**EXERCISE:** Starting with the line that contains "let mut line = String::new();" and ending with the final line of the data below, print those lines exactly and nothing else.

**GIVEN RECORDS:**
//! jsh — ジョブ制御つきの小さなシェル
//!
//! REPL ループ: プロンプト表示 → 1 行読み取り → パース → 実行 → ループ
//!
//! 非同期の子プロセス状態変化（SIGCHLD）は専用のシグナル消費スレッドが
//! 処理し、メインループとはジョブレジストリの Mutex + Condvar で同期する。
//!
//! ## モジュール構成
//!
//! | モジュール | 役割 |
//! |-----------|------|
//! | [`parser`] | トークナイザ（空白区切り、シングルクォート、末尾 `&`） |
//! | [`job`] | ジョブレジストリ（固定容量スロットテーブル）とフォアグラウンド待機ゲート |
//! | [`signals`] | シグナル消費スレッド（SIGCHLD drain、SIGINT/SIGTSTP 中継、SIGQUIT） |
//! | [`executor`] | コマンド評価（ビルトイン判定、レースフリーな起動シーケンス） |
//! | [`builtins`] | ビルトイン（`quit`, `jobs`, `bg`, `fg`） |
//! | [`shell`] | シェルのグローバル状態（終了ステータス、ジョブレジストリのハンドル） |
//! | [`spawn`] | `posix_spawnp` ラッパー（新プロセスグループ + シグナルリセット） |

mod builtins;
mod executor;
mod job;
mod parser;
mod shell;
mod signals;
mod spawn;

use std::io::{self, BufRead, Write};
use std::process;
use std::sync::Arc;

use shell::Shell;

/// コマンドラインフラグ。
struct Opts {
    /// `-v`: ジョブ追加時の診断を出力する。
    verbose: bool,
    /// `-p` で false: プロンプトを出さない（ドライバによる自動テスト用）。
    emit_prompt: bool,
}

/// `-h` / `-v` / `-p` を処理する。未知のフラグは usage を表示して終了。
fn parse_opts() -> Opts {
    let mut opts = Opts {
        verbose: false,
        emit_prompt: true,
    };
    for arg in std::env::args().skip(1) {
        match arg.as_str() {
            "-h" => usage(),
            "-v" => opts.verbose = true,
            "-p" => opts.emit_prompt = false,
            _ => usage(),
        }
    }
    opts
}

fn usage() -> ! {
    println!("Usage: jsh [-hvp]");
    println!("   -h   print this message");
    println!("   -v   print additional diagnostic information");
    println!("   -p   do not emit a command prompt");
    process::exit(1);
}

fn main() {
    let opts = parse_opts();
    let mut shell = Shell::new(opts.verbose);

    // シグナル消費スレッド: SIGCHLD の reap、SIGINT/SIGTSTP の中継、SIGQUIT。
    // 登録後はシェル本体がキーボードシグナルで死ななくなる。
    if let Err(e) = signals::spawn_signal_thread(Arc::clone(&shell.jobs)) {
        eprintln!("jsh: {:#}", e);
        process::exit(1);
    }

    let stdin = io::stdin();
    let mut line = String::new();

    loop {
        if opts.emit_prompt {
            print!("jsh> ");
            let _ = io::stdout().flush();
        }

        line.clear();
        match stdin.lock().read_line(&mut line) {
            // EOF (Ctrl+D): 正常終了
            Ok(0) => break,
            Ok(_) => {
                shell.last_status = executor::execute(&mut shell, &line);
                if shell.should_exit {
                    break;
                }
            }
            Err(e) => {
                eprintln!("jsh: read error: {}", e);
                process::exit(1);
            }
        }
    }

    process::exit(shell.last_status);
}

**OUTPUT OF THE TASK:**
    let mut line = String::new();

    loop {
        if opts.emit_prompt {
            print!("jsh> ");
            let _ = io::stdout().flush();
        }

        line.clear();
        match stdin.lock().read_line(&mut line) {
            // EOF (Ctrl+D): 正常終了
            Ok(0) => break,
            Ok(_) => {
                shell.last_status = executor::execute(&mut shell, &line);
                if shell.should_exit {
                    break;
                }
            }
            Err(e) => {
                eprintln!("jsh: read error: {}", e);
                process::exit(1);
            }
        }
    }

    process::exit(shell.last_status);
}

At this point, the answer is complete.